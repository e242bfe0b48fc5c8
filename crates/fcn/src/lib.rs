#![warn(missing_docs)]
//!# fcn - Fully Convolutional Networks for Burn
//!
//! Dense, per-pixel classifiers built by convolutionalizing classic image
//! classifiers, after Long, Shelhamer and Darrell.
//!
//! ## Notable Components
//!
//! * [`cache`] - pretrained weight download cache and prefab registries.
//! * [`data`] - segmentation items, a synthetic shapes dataset, batching and image I/O.
//! * [`io`] - ``PyTorch`` weight file loading.
//! * [`layers`] - reusable neural network modules.
//!   * [`layers::blocks`] - ``Conv2d + BatchNorm2d (+ ReLU + Dropout)`` blocks.
//!   * [`layers::upsample`] - bilinear-initialized transposed conv upsampling.
//!   * [`layers::convolutionalize`] - ``Linear`` to ``Conv2d`` conversion.
//! * [`models`] - complete model families.
//!   * [`models::alexnet`], [`models::vgg`], [`models::resnet`] - backbones.
//!   * [`models::fcn`] - FCN-32s / 16s / 8s.
//!   * [`models::prefabs`] - named FCN configs with pretrained backbones.
//! * [`segmentation`] - per-pixel loss, evaluation metrics and training glue.

/// Test-only macro import.
#[cfg(test)]
#[allow(unused_imports)]
#[macro_use]
extern crate hamcrest;

pub mod cache;
pub mod data;
pub mod io;
pub mod layers;
pub mod models;
pub mod segmentation;
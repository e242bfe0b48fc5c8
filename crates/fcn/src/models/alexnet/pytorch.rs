//! # torchvision `AlexNet` weights.
//!
//! torchvision layout:
//!
//! ```text
//! features.{0, 3, 6, 8, 10}  Conv2d
//! classifier.{1, 4}          Linear (fc6, fc7)
//! classifier.6               Linear (ImageNet logits; dropped)
//! ```

use crate::io::pytorch::{KeyRemap, copy_conv_act_weights, indexed_key_remaps, load_pytorch_record};
use crate::models::alexnet::AlexNet;
use burn::module::Module;
use burn::nn::conv::Conv2d;
use burn::nn::{Linear, LinearRecord};
use burn::prelude::Backend;
use std::path::PathBuf;

/// torchvision ``features`` indices of the `AlexNet` convs.
pub const ALEXNET_TORCH_CONV_INDICES: [usize; 5] = [0, 3, 6, 8, 10];

/// torchvision ``classifier`` indices of ``fc6`` and ``fc7``.
pub const ALEXNET_TORCH_FC_INDICES: [usize; 2] = [1, 4];

/// Stub mirroring the parameterized torchvision `AlexNet` layers.
#[derive(Module, Debug)]
pub struct AlexNetStub<B: Backend> {
    /// Feature convs.
    pub convs: Vec<Conv2d<B>>,

    /// ``fc6``, ``fc7``.
    pub linears: Vec<Linear<B>>,
}

/// Key remaps from torchvision names to [`AlexNetStub`] names.
pub fn alexnet_key_remaps() -> Vec<KeyRemap> {
    let mut remaps = indexed_key_remaps("features", &ALEXNET_TORCH_CONV_INDICES, "convs");
    remaps.extend(indexed_key_remaps(
        "classifier",
        &ALEXNET_TORCH_FC_INDICES,
        "linears",
    ));
    remaps
}

impl<B: Backend> AlexNetStubRecord<B> {
    /// Copy the conv weights onto an [`AlexNet`].
    ///
    /// # Returns
    ///
    /// ``(backbone, [fc6, fc7])``
    pub fn copy_weights(
        self,
        target: AlexNet<B>,
    ) -> (AlexNet<B>, Vec<LinearRecord<B>>) {
        assert_eq!(
            self.convs.len(),
            target.convs.len(),
            "AlexNet conv count mismatch"
        );
        let backbone = AlexNet {
            convs: self
                .convs
                .into_iter()
                .zip(target.convs)
                .map(|(conv, block)| copy_conv_act_weights(conv, None, block))
                .collect(),
            ..target
        };
        (backbone, self.linears)
    }
}

/// Load torchvision `AlexNet` weights onto an [`AlexNet`] backbone.
///
/// # Returns
///
/// ``(backbone, [fc6, fc7])``; the classifier records can be
/// convolutionalized into an FCN head.
pub fn load_alexnet_pytorch_weights<B: Backend>(
    target: AlexNet<B>,
    path: PathBuf,
) -> anyhow::Result<(AlexNet<B>, Vec<LinearRecord<B>>)> {
    let device = &target.devices()[0];
    let record: AlexNetStubRecord<B> =
        load_pytorch_record(path, &alexnet_key_remaps(), device)?;
    Ok(record.copy_weights(target))
}

#[cfg(test)]
mod tests {
    use super::*;
    use crate::models::alexnet::AlexNetConfig;
    use burn::backend::NdArray;
    use burn::nn::LinearConfig;

    #[test]
    fn test_key_remaps() {
        let remaps = alexnet_key_remaps();
        assert_eq!(remaps.len(), 7);
        assert_eq!(remaps[1], (r"^features\.3\.".to_string(), "convs.1.".to_string()));
        assert_eq!(
            remaps[6],
            (r"^classifier\.4\.".to_string(), "linears.1.".to_string())
        );
    }

    #[test]
    fn test_copy_weights() {
        type B = NdArray<f32>;
        let device = Default::default();

        let config = AlexNetConfig::new().with_channels([4, 6, 6, 6, 4]);
        let stub = AlexNetStub::<B> {
            convs: config
                .conv_configs()
                .into_iter()
                .map(|c| c.conv.init(&device))
                .collect(),
            linears: vec![LinearConfig::new(4 * 6 * 6, 8).init(&device)],
        };
        let expected = stub.convs[2].weight.val();

        let (backbone, linears) = stub.into_record().copy_weights(config.init::<B>(&device));

        assert_eq!(linears.len(), 1);
        backbone.convs[2]
            .conv
            .weight
            .val()
            .to_data()
            .assert_eq(&expected.to_data(), true);
    }
}
//! # `FCN` - Fully Convolutional Networks
//!
//! * [`fcn_model`] - the [`Fcn`] meta-architecture; 32s / 16s / 8s skip fusion.
//! * [`backbone`] - backbone family dispatch.
//! * [`head`] - the convolutionalized classifier / compact feature heads.
//! * [`pretrained`] - torchvision backbone weight loading.

pub mod backbone;
pub mod fcn_model;
pub mod head;
pub mod pretrained;

pub use backbone::{Backbone, BackboneConfig};
pub use fcn_model::{Fcn, FcnConfig, FcnVariant};
pub use head::{FcnHead, FcnHeadConfig};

### Instructions for the task
Copy exactly the opening line of the material, the line bearing "and image I/O.", and every line between them. Include nothing else.

### Reply
repository e242bfe0b48fc5c8
filename crates/fcn/src/lib.rs
#![warn(missing_docs)]
//!# fcn - Fully Convolutional Networks for Burn
//!
//! Dense, per-pixel classifiers built by convolutionalizing classic image
//! classifiers, after Long, Shelhamer and Darrell.
//!
//! ## Notable Components
//!
//! * [`cache`] - pretrained weight download cache and prefab registries.
//! * [`data`] - segmentation items, a synthetic shapes dataset, batching and image I/O.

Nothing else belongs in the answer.